------ Working data
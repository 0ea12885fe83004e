//! Main arm-side executable entry point.
//!
//! # Architecture
//!
//! The executable runs a single demonstration weld on a simulated cell:
//!
//!     - Initialise the session and logger
//!     - Load the executable and weld controller parameters
//!     - Initialise the weld controller with the simulated equipment
//!     - Execute the demo task on a worker thread, logging the live status
//!       periodically until it finishes
//!     - Log the final status and shut down

// ---------------------------------------------------------------------------
// IMPORTS
// ---------------------------------------------------------------------------

// External
use color_eyre::{
    eyre::{eyre, WrapErr},
    Report,
};
use log::{error, info, warn};
use std::{
    sync::Arc,
    thread,
    time::{Duration, Instant},
};

// Internal
use arm_lib::{
    params::ArmExecParams,
    sim_eqpt::SimCell,
    weld_ctrl::{TaskOutcome, WeldCtrl, WeldStatus},
};
use util::{
    logger::{logger_init, logger_shutdown},
    session::{self, Session},
};

// ---------------------------------------------------------------------------
// FUNCTIONS
// ---------------------------------------------------------------------------

/// Executable main function, entry point.
fn main() -> Result<(), Report> {
    color_eyre::install()?;

    // ---- EARLY INITIALISATION ----

    // Initialise session
    let session = Session::new("arm_exec", "sessions").wrap_err("Failed to create the session")?;

    // ---- LOAD PARAMETERS ----

    let exec_params =
        ArmExecParams::load("arm_exec.toml").wrap_err("Could not load exec params")?;

    // Initialise logger
    logger_init(exec_params.log_level, &session).wrap_err("Failed to initialise logging")?;

    info!("Welding Cell Arm Executable\n");
    info!("Session directory: {:?}\n", session.session_root);
    info!("Exec parameters loaded");

    // ---- INITIALISE WELD CONTROLLER ----

    info!("Initialising simulated cell...");

    let cell = SimCell::new(&exec_params.sim_start_joints_rad);

    let mut weld_ctrl = WeldCtrl::new();
    weld_ctrl
        .init_from_file(&exec_params.weld_ctrl_params, cell.eqpt())
        .wrap_err("Failed to initialise WeldCtrl")?;
    let weld_ctrl = Arc::new(weld_ctrl);

    info!("Initialisation complete\n");

    // ---- EXECUTE DEMO TASK ----

    let task = exec_params.demo_task.to_task();
    session::save("demo_task.json", task.clone());

    info!("Executing demo task:");
    info!("    Material: {:?}", task.material);
    info!("    Thickness: {:.1} mm", task.thickness_mm);
    info!("    Voltage: {:.1} V", task.params.voltage_v);
    info!("    Current: {:.1} A", task.params.current_a);
    info!("    Speed: {:.1} mm/s\n", task.params.speed_mms);

    let task_ctrl = weld_ctrl.clone();
    let task_handle = thread::Builder::new()
        .name("demo_task".into())
        .spawn(move || task_ctrl.execute_task(&task))
        .wrap_err("Failed to spawn the task thread")?;

    let status_period = Duration::from_secs_f64(exec_params.status_period_s);
    let start = Instant::now();

    while !task_handle.is_finished() {
        match weld_ctrl.current_status() {
            Ok(s) => log_status(&s),
            Err(e) => warn!("Could not get the status: {}", e),
        }
        thread::sleep(status_period);
    }

    let outcome = task_handle
        .join()
        .map_err(|_| eyre!("The task thread panicked"))?;

    info!(
        "Demo task finished after {:.2} s",
        start.elapsed().as_secs_f64()
    );

    match outcome {
        Ok(TaskOutcome::Completed) => info!("Outcome: completed"),
        Ok(TaskOutcome::Stopped) => warn!("Outcome: stopped"),
        Ok(TaskOutcome::Failed(msg)) => error!("Outcome: failed - {}", msg),
        Err(e) => error!("Task rejected: {}", e),
    }

    // ---- SHUTDOWN ----

    let final_status = weld_ctrl
        .current_status()
        .wrap_err("Could not get the final status")?;
    info!("Final status:");
    log_status(&final_status);
    session::save("final_status.json", final_status);

    info!("End of execution");

    logger_shutdown();
    session.exit();

    Ok(())
}

/// Log a one line summary of the status.
fn log_status(status: &WeldStatus) {
    let p = status.current_pose.translation.vector;

    info!(
        "{:?} - waypoint {}/{}, torch at ({:.4}, {:.4}, {:.4}) m, {:.1} V, {:.1} A, {:.1} degC",
        status.state,
        status.waypoint_index,
        status.num_waypoints,
        p.x,
        p.y,
        p.z,
        status.sensors.voltage_v,
        status.sensors.current_a,
        status.sensors.temperature_degc
    );

    if let Some(msg) = &status.error_message {
        warn!("    Error: {}", msg);
    }
}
------------
About this exercise >> Transcribe, exactly as written, all lines of the entries above from the first to the one containing "not load exec", and no more.

Task response >>
repository 0ea12885fe83004e
//! Main arm-side executable entry point.
//!
//! # Architecture
//!
//! The executable runs a single demonstration weld on a simulated cell:
//!
//!     - Initialise the session and logger
//!     - Load the executable and weld controller parameters
//!     - Initialise the weld controller with the simulated equipment
//!     - Execute the demo task on a worker thread, logging the live status
//!       periodically until it finishes
//!     - Log the final status and shut down

// ---------------------------------------------------------------------------
// IMPORTS
// ---------------------------------------------------------------------------

// External
use color_eyre::{
    eyre::{eyre, WrapErr},
    Report,
};
use log::{error, info, warn};
use std::{
    sync::Arc,
    thread,
    time::{Duration, Instant},
};

// Internal
use arm_lib::{
    params::ArmExecParams,
    sim_eqpt::SimCell,
    weld_ctrl::{TaskOutcome, WeldCtrl, WeldStatus},
};
use util::{
    logger::{logger_init, logger_shutdown},
    session::{self, Session},
};

// ---------------------------------------------------------------------------
// FUNCTIONS
// ---------------------------------------------------------------------------

/// Executable main function, entry point.
fn main() -> Result<(), Report> {
    color_eyre::install()?;

    // ---- EARLY INITIALISATION ----

    // Initialise session
    let session = Session::new("arm_exec", "sessions").wrap_err("Failed to create the session")?;

    // ---- LOAD PARAMETERS ----

    let exec_params =
        ArmExecParams::load("arm_exec.toml").wrap_err("Could not load exec params")?;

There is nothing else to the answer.